“Per favore, anneghiamo”, ma la Guardia Costiera: “Chiamate Malta”. Morirono in 268
"Siamo in trecento, per favore fate in fretta. Sta entrando l'acqua", è la disperata richiesta di auto alle autorità italiane lanciata via telefono dal barcone carico di migranti che l'11 ottobre del 2013 è naufragato nel Canale di Sicilia facendo 268 morti tra cui 60 bambini. La telefonata dei naufraghi alla Guardia costiera italiana, pubblicata ora per la prima volta da L'Espresso, purtroppo però non trovò nessun riscontro nelle autorità italiane che decisero di dirottare le loro richieste di aiuto verso Malta che però era molto più lontana rispetto a Lampedusa e alle unità navali italiane che pattugliavano l'area.
La prima chiamata alla sala operativa della Guardia Costiera era arrivata alle 12.39. A parlare è un medico siriano, come la maggior parte degli altri a bordo. Spiega che la situazione è gravissima, il natante imbarca acqua ed è fermo, spazzato via solo dalle onde. L'uomo dà la posizione esatta dell'imbarcazione e, secondo la ricostruzione del settimanale, si trovava ad appena un'ora e mezzo di navigazione dal pattugliatore della Marina italiana Libra ma la nave italiana venne lasciata in attesa senza ordini per cinque ore.
Dal peschereccio, partito dalla Libia con almeno 480 persone a bordo, fecero partire una nuova chiamata per chiedere se stesse arrivando qualcuno a soccorrerli ma dall'Italia invitarono a chiamare le autorità maltesi fornendo il numero e spiegando che erano più vicini a Malta anche se, come sottolinea il giornalista Fabrizio Gatti, Lampedusa era a 61 miglia e Malta molto più lontana, a 118 miglia. Da Malta però ribadirono che erano più vicini a Lampedusa e in un rimpallo di competenze nessuno si è mosso nei soccorsi.

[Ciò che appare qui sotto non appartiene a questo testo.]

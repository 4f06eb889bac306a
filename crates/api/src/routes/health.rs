use axum::extract::State;
use axum::routing::get;
use axum::{Json, Router};
use serde::Serialize;

use crate::state::AppState;

#[derive(Debug, Serialize)]
pub struct HealthResponse {
    pub status: &'static str,
    pub version: &'static str,
    pub db_healthy: bool,
}

/// GET /health -- service and database health.
async fn health_check(State(state): State<AppState>) -> Json<HealthResponse> {
    let db_healthy = match formcraft_db::health_check(&state.pool).await {
        Ok(()) => true,
        Err(e) => {
            tracing::warn!(error = %e, "Database health check failed");
            false
        }
    };

    Json(HealthResponse {
        status: if db_healthy { "ok" } else { "degraded" },
        version: env!("CARGO_PKG_VERSION"),
        db_healthy,
    })
}

#[derive(Debug, Serialize)]
pub struct IndexResponse {
    pub message: &'static str,
}

/// GET / -- liveness banner.
async fn index() -> Json<IndexResponse> {
    Json(IndexResponse {
        message: "Formcraft API is running",
    })
}

/// Mounted at the root, outside `/api`.
pub fn router() -> Router<AppState> {
    Router::new()
        .route("/", get(index))
        .route("/health", get(health_check))
}
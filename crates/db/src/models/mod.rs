//! Row types and insert/update inputs.

pub mod questionnaire;
pub mod user;
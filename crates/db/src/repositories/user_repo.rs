//! Repository for the `users` table.

use formcraft_core::types::DbId;
use sqlx::PgPool;

use crate::models::user::{CreateUser, User};

/// Column list shared across queries to avoid repetition.
const COLUMNS: &str = "id, name, email, password_hash, phone, profession, created_at, updated_at";

pub struct UserRepo;

impl UserRepo {
    /// Insert a new user, returning the created row.
    ///
    /// A duplicate email fails on the `uq_users_email` constraint.
    pub async fn create(pool: &PgPool, input: &CreateUser) -> Result<User, sqlx::Error> {
        let query = format!(
            "INSERT INTO users (name, email, password_hash, phone, profession)
             VALUES ($1, $2, $3, $4, $5)
             RETURNING {COLUMNS}"
        );
        sqlx::query_as::<_, User>(&query)
            .bind(&input.name)
            .bind(&input.email)
            .bind(&input.password_hash)
            .bind(&input.phone)
            .bind(&input.profession)
            .fetch_one(pool)
            .await
    }

    pub async fn find_by_id(pool: &PgPool, id: DbId) -> Result<Option<User>, sqlx::Error> {
        let query = format!("SELECT {COLUMNS} FROM users WHERE id = $1");
        sqlx::query_as::<_, User>(&query)
            .bind(id)
            .fetch_optional(pool)
            .await
    }

    /// Find a user by normalised (lower-case) email.
    pub async fn find_by_email(pool: &PgPool, email: &str) -> Result<Option<User>, sqlx::Error> {
        let query = format!("SELECT {COLUMNS} FROM users WHERE email = $1");
        sqlx::query_as::<_, User>(&query)
            .bind(email)
            .fetch_optional(pool)
            .await
    }
}
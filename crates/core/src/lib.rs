//! Formcraft domain core.
//!
//! The questionnaire model, its validation schema, and the editing engine
//! (draft store, step gate, reorder tracking, editor session). Persistence
//! is reached only through the traits in [`storage`], so nothing here does
//! I/O of its own.

pub mod draft;
pub mod editor;
pub mod error;
pub mod questionnaire;
pub mod reorder;
pub mod schema;
pub mod stage;
pub mod storage;
pub mod types;
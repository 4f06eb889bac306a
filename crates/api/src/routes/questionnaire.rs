//! Route definitions for the `/forms` resource.

use axum::routing::get;
use axum::Router;

use crate::handlers::questionnaire;
use crate::state::AppState;

/// Routes mounted at `/forms`.
///
/// ```text
/// GET    /      -> list
/// POST   /      -> create
/// GET    /{id}  -> get_by_id
/// PUT    /{id}  -> update
/// DELETE /{id}  -> delete
/// ```
pub fn router() -> Router<AppState> {
    Router::new()
        .route("/", get(questionnaire::list).post(questionnaire::create))
        .route(
            "/{id}",
            get(questionnaire::get_by_id)
                .put(questionnaire::update)
                .delete(questionnaire::delete),
        )
}
//! Multi-step editing sequence and its validation gate.

use std::fmt;

use crate::questionnaire::Questionnaire;
use crate::schema::{validate_questionnaire, FieldErrors, TopLevelField, ValidateOptions};

/// One step of the editor.
#[derive(Debug, Clone, Copy, PartialEq, Eq, PartialOrd, Ord, Hash)]
pub enum Stage {
    BasicInfo,
    Questions,
    Preview,
}

impl Stage {
    pub const ALL: [Stage; 3] = [Self::BasicInfo, Self::Questions, Self::Preview];

    pub const FIRST: Stage = Self::BasicInfo;
    pub const LAST: Stage = Self::Preview;

    pub fn index(self) -> usize {
        self as usize
    }

    pub fn from_index(index: usize) -> Option<Self> {
        Self::ALL.get(index).copied()
    }

    pub fn title(self) -> &'static str {
        match self {
            Self::BasicInfo => "Basic information",
            Self::Questions => "Questions",
            Self::Preview => "Preview",
        }
    }

    pub fn description(self) -> &'static str {
        match self {
            Self::BasicInfo => "Name your questionnaire and describe what it is for.",
            Self::Questions => "Add, edit and reorder the questions.",
            Self::Preview => "Review the questionnaire before saving it.",
        }
    }

    /// The document fields this stage is responsible for.
    pub fn fields(self) -> &'static [TopLevelField] {
        match self {
            Self::BasicInfo => &[TopLevelField::Title, TopLevelField::Description],
            Self::Questions => &[TopLevelField::Questions],
            Self::Preview => &[],
        }
    }

    fn next(self) -> Self {
        Self::from_index(self.index() + 1).unwrap_or(Self::LAST)
    }

    fn previous(self) -> Self {
        self.index()
            .checked_sub(1)
            .and_then(Self::from_index)
            .unwrap_or(Self::FIRST)
    }
}

impl fmt::Display for Stage {
    fn fmt(&self, f: &mut fmt::Formatter<'_>) -> fmt::Result {
        f.write_str(self.title())
    }
}

/// Why a stage transition was refused.
#[derive(Debug, Clone, PartialEq, thiserror::Error)]
pub enum GateError {
    #[error("{stage} has invalid fields: {errors}")]
    Invalid { stage: Stage, errors: FieldErrors },

    #[error("Cannot jump forward from {current} to {requested}")]
    ForwardJump { current: Stage, requested: Stage },

    #[error("Submission is only available from {}", Stage::LAST)]
    NotAtLastStage { current: Stage },
}

impl GateError {
    pub fn field_errors(&self) -> Option<&FieldErrors> {
        match self {
            Self::Invalid { errors, .. } => Some(errors),
            _ => None,
        }
    }
}

/// Current stage plus the rules for leaving it.
#[derive(Debug, Clone, Copy, PartialEq, Eq)]
pub struct StepGate {
    current: Stage,
}

impl Default for StepGate {
    fn default() -> Self {
        Self {
            current: Stage::FIRST,
        }
    }
}

impl StepGate {
    pub fn new() -> Self {
        Self::default()
    }

    pub fn current(&self) -> Stage {
        self.current
    }

    pub fn is_last(&self) -> bool {
        self.current == Stage::LAST
    }

    /// Validate the current stage's fields and move forward on success.
    ///
    /// The question list may still be empty here; that rule belongs to
    /// submission.
    pub fn advance(&mut self, draft: &Questionnaire) -> Result<Stage, GateError> {
        let stage = self.current;
        validate_questionnaire(draft, stage.fields(), ValidateOptions::DRAFT)
            .map_err(|errors| GateError::Invalid { stage, errors })?;
        self.current = stage.next();
        Ok(self.current)
    }

    pub fn retreat(&mut self) -> Stage {
        self.current = self.current.previous();
        self.current
    }

    /// Revisit the current or an earlier stage.
    pub fn jump_to(&mut self, stage: Stage) -> Result<Stage, GateError> {
        if stage > self.current {
            return Err(GateError::ForwardJump {
                current: self.current,
                requested: stage,
            });
        }
        self.current = stage;
        Ok(stage)
    }

    /// Check that `draft` may be submitted from here.
    pub fn check_submit(&self, draft: &Questionnaire) -> Result<(), GateError> {
        if !self.is_last() {
            return Err(GateError::NotAtLastStage {
                current: self.current,
            });
        }
        validate_questionnaire(draft, &TopLevelField::ALL, ValidateOptions::COMPLETE).map_err(
            |errors| GateError::Invalid {
                stage: self.current,
                errors,
            },
        )
    }
}

#[cfg(test)]
mod tests {
    use super::*;
    use crate::questionnaire::{Question, QuestionType};
    use assert_matches::assert_matches;

    fn titled(title: &str) -> Questionnaire {
        Questionnaire::new(title)
    }

    #[test]
    fn stage_indices_are_dense() {
        for (i, stage) in Stage::ALL.into_iter().enumerate() {
            assert_eq!(stage.index(), i);
            assert_eq!(Stage::from_index(i), Some(stage));
        }
        assert_eq!(Stage::from_index(3), None);
    }

    #[test]
    fn empty_title_blocks_first_stage() {
        let mut gate = StepGate::new();
        let err = gate.advance(&titled("")).unwrap_err();
        assert!(err.field_errors().unwrap().contains("title"));
        assert_eq!(gate.current(), Stage::BasicInfo);
    }

    #[test]
    fn valid_title_advances_then_retreat_returns() {
        let mut gate = StepGate::new();
        assert_eq!(gate.advance(&titled("Survey")).unwrap(), Stage::Questions);
        assert_eq!(gate.retreat(), Stage::BasicInfo);
        assert_eq!(gate.retreat(), Stage::BasicInfo);
    }

    #[test]
    fn first_stage_ignores_question_errors() {
        let mut gate = StepGate::new();
        let draft = titled("Survey").with_question(Question::new("x", QuestionType::Boolean));
        assert_eq!(gate.advance(&draft).unwrap(), Stage::Questions);
    }

    #[test]
    fn questions_stage_checks_each_question() {
        let mut gate = StepGate::new();
        let draft = titled("Survey").with_question(Question::new("x", QuestionType::Boolean));
        gate.advance(&draft).unwrap();

        let err = gate.advance(&draft).unwrap_err();
        assert_matches!(&err, GateError::Invalid { stage: Stage::Questions, .. });
        assert!(err.field_errors().unwrap().contains("questions.0.title"));
        assert_eq!(gate.current(), Stage::Questions);
    }

    #[test]
    fn questions_stage_allows_empty_list() {
        let mut gate = StepGate::new();
        let draft = titled("Survey");
        gate.advance(&draft).unwrap();
        assert_eq!(gate.advance(&draft).unwrap(), Stage::Preview);
        assert_eq!(gate.advance(&draft).unwrap(), Stage::Preview);
    }

    #[test]
    fn jump_backward_only() {
        let mut gate = StepGate::new();
        assert_matches!(
            gate.jump_to(Stage::Questions),
            Err(GateError::ForwardJump { requested: Stage::Questions, .. })
        );

        let draft = titled("Survey");
        gate.advance(&draft).unwrap();
        gate.advance(&draft).unwrap();
        assert_eq!(gate.jump_to(Stage::BasicInfo).unwrap(), Stage::BasicInfo);
        assert_eq!(gate.jump_to(Stage::BasicInfo).unwrap(), Stage::BasicInfo);
    }

    #[test]
    fn submit_requires_last_stage_and_questions() {
        let mut gate = StepGate::new();
        let empty = titled("Survey");
        assert_matches!(
            gate.check_submit(&empty),
            Err(GateError::NotAtLastStage { current: Stage::BasicInfo })
        );

        gate.advance(&empty).unwrap();
        gate.advance(&empty).unwrap();
        let err = gate.check_submit(&empty).unwrap_err();
        assert!(err.field_errors().unwrap().contains("questions"));

        let ready = empty.with_question(Question::new("Agree?", QuestionType::Boolean));
        gate.check_submit(&ready).unwrap();
    }
}
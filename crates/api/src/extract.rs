//! Extractors whose rejections use the API error envelope.
//!
//! Axum's own `Json` and `Path` reject with plain-text bodies; these
//! wrappers route the rejection through [`AppError`] instead.

use axum::extract::{FromRequest, FromRequestParts};

use crate::error::AppError;

/// `axum::Json` with an [`AppError`] rejection.
#[derive(Debug, FromRequest)]
#[from_request(via(axum::Json), rejection(AppError))]
pub struct AppJson<T>(pub T);

/// `axum::extract::Path` with an [`AppError`] rejection.
#[derive(Debug, FromRequestParts)]
#[from_request(via(axum::extract::Path), rejection(AppError))]
pub struct AppPath<T>(pub T);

"Stiamo morendo per favore, non abbandonateci, il credito è finito", è l'ultima drammatica telefonata alle autorità italiane. Dal centro italiano ribadiscono però che devono chiamare Malta. Poco prime delle 17 la sala operativa della Guardia Costiera chiama le forze armate di Malta spiegando che non possono mandare la nave sul posto ma è disponibile per un eventuale trasbordo successivo. Dopo cinque ore di attesa e di inutili solleciti, il barcone si rovescia facendo annegare 268 persone in quello che è stato poi definito "il naufragio dei bambini".